Direct oral anticoagulants (DOAC) such as dabigatran should be used appropriately depending on GFR with required dose correction. There is emerging evidence from the non-surgical population that although DOAC are non-inferior regarding their efficacy for prevention of recurrent VTE in CKD patients, they are superior in terms of safety compared to warfarin30-32. A subgroup analysis of CKD patients from DOAC phase III orthopaedic trials is available for rivaroxaban, apixaban, and dabigatran, and it shows no interaction of efficacy and safety with the kidney function33-35. In retrospective studies on patients with CKD stage of 4 – 5, no significant difference was observed between apixaban and warfarin in terms of major bleeding or VTE, if usage was less than 3 months36,37. A similar analysis is not available for edoxaban38,39.

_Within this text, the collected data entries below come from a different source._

impl SessionScope {
    fn new(registry: Arc<Registry>, flush_override: Option<FlushMode>) -> Self {
        Self {
            id: SCOPE_IDS.fetch_add(1, Ordering::Relaxed),
            registry,
            flush_override,
            inner: Mutex::new(ScopeInner {
                open: true,
                sessions: HashMap::new(),
            }),
        }
    }

    /// A process-unique id for diagnostics.
    pub fn id(&self) -> u64 {
        self.id
    }

    /// Whether the scope is still open.
    pub fn is_open(&self) -> bool {
        self.inner.lock().open
    }

    /// The registry this scope operates against.
    pub fn registry(&self) -> &Arc<Registry> {
        &self.registry
    }

    /// Write all pending saves in every session to storage, inside the
    /// scope's open transactions.
    pub fn flush(&self) -> Result<()> {
        let mut inner = self.inner.lock();
        if !inner.open {
            return Err(Error::scope_violation("flush on a closed scope"));
        }
        for session in inner.sessions.values_mut() {
            session.flush()?;
        }
        Ok(())
    }

    /// Run `f` against the session for the descriptor's group, opening the
    /// session (connection + BEGIN) on first use.
    pub(crate) fn with_session<R>(
        &self,
        descriptor: &'static EntityDescriptor,
        f: impl FnOnce(&mut Session) -> Result<R>,
    ) -> Result<R> {
        let mut inner = self.inner.lock();
        if !inner.open {
            return Err(Error::scope_violation(format!(
                "operation on closed scope {}",
                self.id
            )));
        }

        let group = descriptor.group();
        if !inner.sessions.contains_key(group) {
            let config = self.registry.resolved_config(group)?;
            let conn = pool::get_conn(self.registry.pool(group)?)?;
            conn.execute_batch("BEGIN DEFERRED")
                .map_err(|e| Error::database(e.to_string()))?;
            let session = Session {
                conn,
                registry: self.registry.clone(),
                flush_mode: self.flush_override.unwrap_or(config.flush_mode()),
                show_sql: config.show_sql(),
                pending: Vec::new(),
            };
            inner.sessions.insert(group, session);
        }

        let session = inner
            .sessions
            .get_mut(group)
            .ok_or_else(|| Error::scope_violation("session vanished from open scope"))?;
        f(session)
    }

    /// Flush or discard per policy, end the transactions, and release the
    /// connections. Closing twice is a discipline violation.
    pub(crate) fn close(&self) -> Result<()> {
        let sessions = {
            let mut inner = self.inner.lock();
            if !inner.open {
                return Err(Error::scope_violation(format!(
                    "scope {} is already closed",
                    self.id
                )));
            }
            inner.open = false;
            std::mem::take(&mut inner.sessions)
        };

        let mut first_err = None;
        for (group, session) in sessions {
            if let Err(e) = session.finish() {
                tracing::error!(group, error = %e, "session teardown failed");
                first_err.get_or_insert(e);
            }
        }
        match first_err {
            Some(e) => Err(e),
            None => Ok(()),
        }
    }
}

struct PendingWrite {
    entity: &'static str,
    table: &'static str,
    sql: String,
    params: Vec<Value>,
}

/// One underlying engine session: a pooled connection with an open deferred
/// transaction and a queue of pending writes.
pub(crate) struct Session {
    conn: PooledConnection,
    registry: Arc<Registry>,
    flush_mode: FlushMode,
    show_sql: bool,
    pending: Vec<PendingWrite>,
}
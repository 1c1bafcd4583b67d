//! Generic persistence operations, parameterized by record type.
//!
//! Every operation resolves the entity's descriptor through the scope's
//! registry (failing with the not-registered error for unknown types),
//! obtains the session for the entity's group, and delegates to the engine.
//! This layer adds no caching, batching, or retry behavior; side effects are
//! exactly the engine's side effects.

use std::marker::PhantomData;

use rowboat_common::Result;

use crate::record::Record;
use crate::scope::SessionScope;
use crate::value::Value;

/// Queue an upsert of `record`. The write reaches storage on the next
/// flush: before the next query under `Auto`, at scope close under
/// `Commit`, never under `Never`.
pub fn save<T: Record>(scope: &SessionScope, record: &T) -> Result<()> {
    let descriptor = scope.registry().descriptor_of::<T>()?;
    let row = record.to_row();
    scope.with_session(descriptor, |session| {
        session.queue_save(descriptor, row);
        Ok(())
    })
}

/// Load every stored record of `T`, ordered by primary key.
pub fn find_all<T: Record>(scope: &SessionScope) -> Result<Vec<T>> {
    let descriptor = scope.registry().descriptor_of::<T>()?;
    scope.with_session(descriptor, |session| session.select_all::<T>(descriptor))
}

/// Load the record with the given primary key, if present.
pub fn find_by_key<T: Record>(scope: &SessionScope, key: &Value) -> Result<Option<T>> {
    let descriptor = scope.registry().descriptor_of::<T>()?;
    scope.with_session(descriptor, |session| {
        session.select_by_key::<T>(descriptor, key)
    })
}

/// Whether a record with the given primary key exists.
pub fn exists<T: Record>(scope: &SessionScope, key: &Value) -> Result<bool> {
    Ok(find_by_key::<T>(scope, key)?.is_some())
}

/// The number of stored records of `T`.
pub fn count<T: Record>(scope: &SessionScope) -> Result<i64> {
    let descriptor = scope.registry().descriptor_of::<T>()?;
    scope.with_session(descriptor, |session| session.count(descriptor))
}

/// Delete `record` by primary key. Returns whether a row was deleted.
pub fn delete<T: Record>(scope: &SessionScope, record: &T) -> Result<bool> {
    let descriptor = scope.registry().descriptor_of::<T>()?;
    let key = record.primary_key();
    scope.with_session(descriptor, |session| {
        session.delete_by_key(descriptor, &key)
    })
}

/// Delete every stored record of `T`. Returns the number of rows deleted.
pub fn delete_all<T: Record>(scope: &SessionScope) -> Result<usize> {
    let descriptor = scope.registry().descriptor_of::<T>()?;
    scope.with_session(descriptor, |session| session.delete_all(descriptor))
}

/// Type-anchored facade over the free functions, for callers that prefer
/// `Repository::<Post>::find_all(&scope)`.
pub struct Repository<T: Record>(PhantomData<T>);

impl<T: Record> Repository<T> {
    /// See [`save`].
    pub fn save(scope: &SessionScope, record: &T) -> Result<()> {
        save(scope, record)
    }

    /// See [`find_all`].
    pub fn find_all(scope: &SessionScope) -> Result<Vec<T>> {
        find_all(scope)
    }

    /// See [`find_by_key`].
    pub fn find_by_key(scope: &SessionScope, key: &Value) -> Result<Option<T>> {
        find_by_key(scope, key)
    }

    /// See [`exists`].
    pub fn exists(scope: &SessionScope, key: &Value) -> Result<bool> {
        exists::<T>(scope, key)
    }

    /// See [`count`].
    pub fn count(scope: &SessionScope) -> Result<i64> {
        count::<T>(scope)
    }

    /// See [`delete`].
    pub fn delete(scope: &SessionScope, record: &T) -> Result<bool> {
        delete(scope, record)
    }

    /// See [`delete_all`].
    pub fn delete_all(scope: &SessionScope) -> Result<usize> {
        delete_all::<T>(scope)
    }
}
//! Policy enums governing session scope behavior.

use serde::{Deserialize, Serialize};

/// When pending in-memory changes are written to storage.
#[derive(Debug, Clone, Copy, Default, PartialEq, Eq, Serialize, Deserialize)]
#[serde(rename_all = "lowercase")]
pub enum FlushMode {
    /// Flush pending writes before queries and again when the scope closes.
    #[default]
    Auto,
    /// Flush pending writes only when the scope closes.
    Commit,
    /// Never flush; pending writes are discarded when the scope closes.
    /// Under join nesting they are left to the outer scope instead.
    Never,
}

/// What happens when a scope is opened while another is already current.
#[derive(Debug, Clone, Copy, Default, PartialEq, Eq, Serialize, Deserialize)]
#[serde(rename_all = "lowercase")]
pub enum NestingMode {
    /// The inner open joins the existing unit of work; flushing happens when
    /// the outermost handle closes.
    #[default]
    Join,
    /// The inner scope gets its own sessions and connections.
    Independent,
}

/// How "current scope" is expected to be managed for a logical context.
#[derive(Debug, Clone, Copy, Default, PartialEq, Eq, Serialize, Deserialize)]
#[serde(rename_all = "snake_case")]
pub enum ScopeStrategy {
    /// The application opens and closes scopes explicitly.
    #[default]
    Manual,
    /// The web pipeline opens one scope per inbound HTTP request and closes
    /// it at request end. Required by the request lifecycle middleware.
    PerRequest,
}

A direct thrombin inhibitor, e.g., desirudin, may be suggested for thromboprophylaxis in CKD patients. Compared to enoxaparin after THA, it was non-inferior in terms of bleeding regardless of the CKD stage but superior in terms of VTE risk reduction in the CKD stage 3b (GFR of 30 – 45 mL/min)40. This effect may be related to the lower levels of antithrombin in advanced renal disease. Antithrombin is required for the action of LMWH but not necessary for direct thrombin inhibitors which function through inactivation of circulating and clot-bound thrombin.
In patients with GFR < 30 mL/min, the evidence regarding the efficacy and safety of DOAC agents is insufficient33.